## WHAT NEEDS TO BE DONE
Which of the lines below include "bool"? Each one should be copied out.

## GIVEN RECORDS

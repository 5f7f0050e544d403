//! LAN discovery via UDP broadcast
//!
//! A server announces its transfer ports by broadcasting an Offer once per
//! interval. Clients bind the discovery port and take the first valid Offer
//! they hear; the sender's address becomes the server address.

use std::fmt;
use std::io;
use std::net::{IpAddr, Ipv4Addr, SocketAddr, SocketAddrV4};
use std::time::Duration;

use serde::Serialize;
use tokio::net::UdpSocket;
use tokio::sync::watch;
use tokio::task::JoinHandle;
use tracing::{debug, error, info, trace};

use crate::net;
use crate::protocol::{DISCOVERY_PORT, OFFER_LEN, Offer};
use crate::shutdown::cancelled;

const DEFAULT_INTERVAL: Duration = Duration::from_secs(1);

/// A server found on the network
#[derive(Debug, Clone, Copy, PartialEq, Eq, Hash, Serialize)]
pub struct Endpoint {
    pub ip: IpAddr,
    pub udp_port: u16,
    pub tcp_port: u16,
}

impl Endpoint {
    pub fn tcp_addr(&self) -> SocketAddr {
        SocketAddr::new(self.ip, self.tcp_port)
    }

    pub fn udp_addr(&self) -> SocketAddr {
        SocketAddr::new(self.ip, self.udp_port)
    }
}

impl fmt::Display for Endpoint {
    fn fmt(&self, f: &mut fmt::Formatter<'_>) -> fmt::Result {
        write!(f, "{} (tcp {}, udp {})", self.ip, self.tcp_port, self.udp_port)
    }
}

#[derive(Debug, thiserror::Error)]
pub enum DiscoveryError {
    #[error("no server offer received within {0:?}")]
    Timeout(Duration),
    #[error("discovery socket error: {0}")]
    Io(#[from] io::Error),
}

#[derive(Debug, Clone)]
pub struct BroadcastConfig {
    /// Where Offers are sent; normally the limited broadcast address
    pub target: SocketAddr,
    pub interval: Duration,
}

impl Default for BroadcastConfig {
    fn default() -> Self {
        Self {
            target: SocketAddr::V4(SocketAddrV4::new(Ipv4Addr::BROADCAST, DISCOVERY_PORT)),
            interval: DEFAULT_INTERVAL,
        }
    }
}

/// Bind a broadcast socket and spawn the announcer.
///
/// Socket errors are returned here; a send failure later ends the task and is
/// returned through its handle.
pub async fn start_broadcaster(
    config: BroadcastConfig,
    udp_port: u16,
    tcp_port: u16,
    cancel: watch::Receiver<bool>,
) -> io::Result<JoinHandle<io::Result<()>>> {
    let socket = net::create_broadcast_socket().await?;
    let offer = Offer { udp_port, tcp_port };
    info!(
        "Broadcasting offer (tcp {}, udp {}) to {} every {:?}",
        tcp_port, udp_port, config.target, config.interval
    );
    Ok(tokio::spawn(run_broadcaster(socket, config, offer, cancel)))
}

/// Send `offer` to the configured target every interval until cancelled.
pub async fn run_broadcaster(
    socket: UdpSocket,
    config: BroadcastConfig,
    offer: Offer,
    mut cancel: watch::Receiver<bool>,
) -> io::Result<()> {
    let packet = offer.encode();
    let mut ticker = tokio::time::interval(config.interval);
    ticker.set_missed_tick_behavior(tokio::time::MissedTickBehavior::Delay);

    loop {
        tokio::select! {
            _ = ticker.tick() => {
                if let Err(e) = socket.send_to(&packet, config.target).await {
                    error!("Offer broadcast to {} failed: {}", config.target, e);
                    return Err(e);
                }
                trace!("Offer sent to {}", config.target);
            }
            _ = cancelled(&mut cancel) => {
                debug!("Broadcaster stopped");
                return Ok(());
            }
        }
    }
}

/// Validate a received datagram as an Offer from `from`.
pub fn accept_offer(data: &[u8], from: SocketAddr) -> Option<Endpoint> {
    let offer = match Offer::decode(data) {
        Ok(offer) => offer,
        Err(e) => {
            trace!("Ignoring datagram from {}: {}", from, e);
            return None;
        }
    };
    if offer.udp_port == 0 || offer.tcp_port == 0 {
        trace!("Ignoring offer from {} advertising port 0", from);
        return None;
    }
    Some(Endpoint {
        ip: from.ip(),
        udp_port: offer.udp_port,
        tcp_port: offer.tcp_port,
    })
}

/// Wait on the standard discovery port for the first valid Offer.
pub async fn discover(timeout: Duration) -> Result<Endpoint, DiscoveryError> {
    discover_on(DISCOVERY_PORT, timeout).await
}

pub async fn discover_on(port: u16, timeout: Duration) -> Result<Endpoint, DiscoveryError> {
    let socket = net::create_discovery_socket(port).await?;
    debug!("Listening for offers on port {}", port);

    let listen = async {
        // Room for oversized junk so it is rejected on length, not truncated
        let mut buffer = [0u8; OFFER_LEN * 8];
        loop {
            let (n, from) = socket.recv_from(&mut buffer).await?;
            if let Some(endpoint) = accept_offer(&buffer[..n], from) {
                return Ok::<_, io::Error>(endpoint);
            }
        }
    };

    match tokio::time::timeout(timeout, listen).await {
        Ok(result) => {
            let endpoint = result?;
            info!("Discovered server at {}", endpoint);
            Ok(endpoint)
        }
        Err(_) => Err(DiscoveryError::Timeout(timeout)),
    }
}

## FINISHED TASK
    cancel: watch::Receiver<bool>,
    mut cancel: watch::Receiver<bool>,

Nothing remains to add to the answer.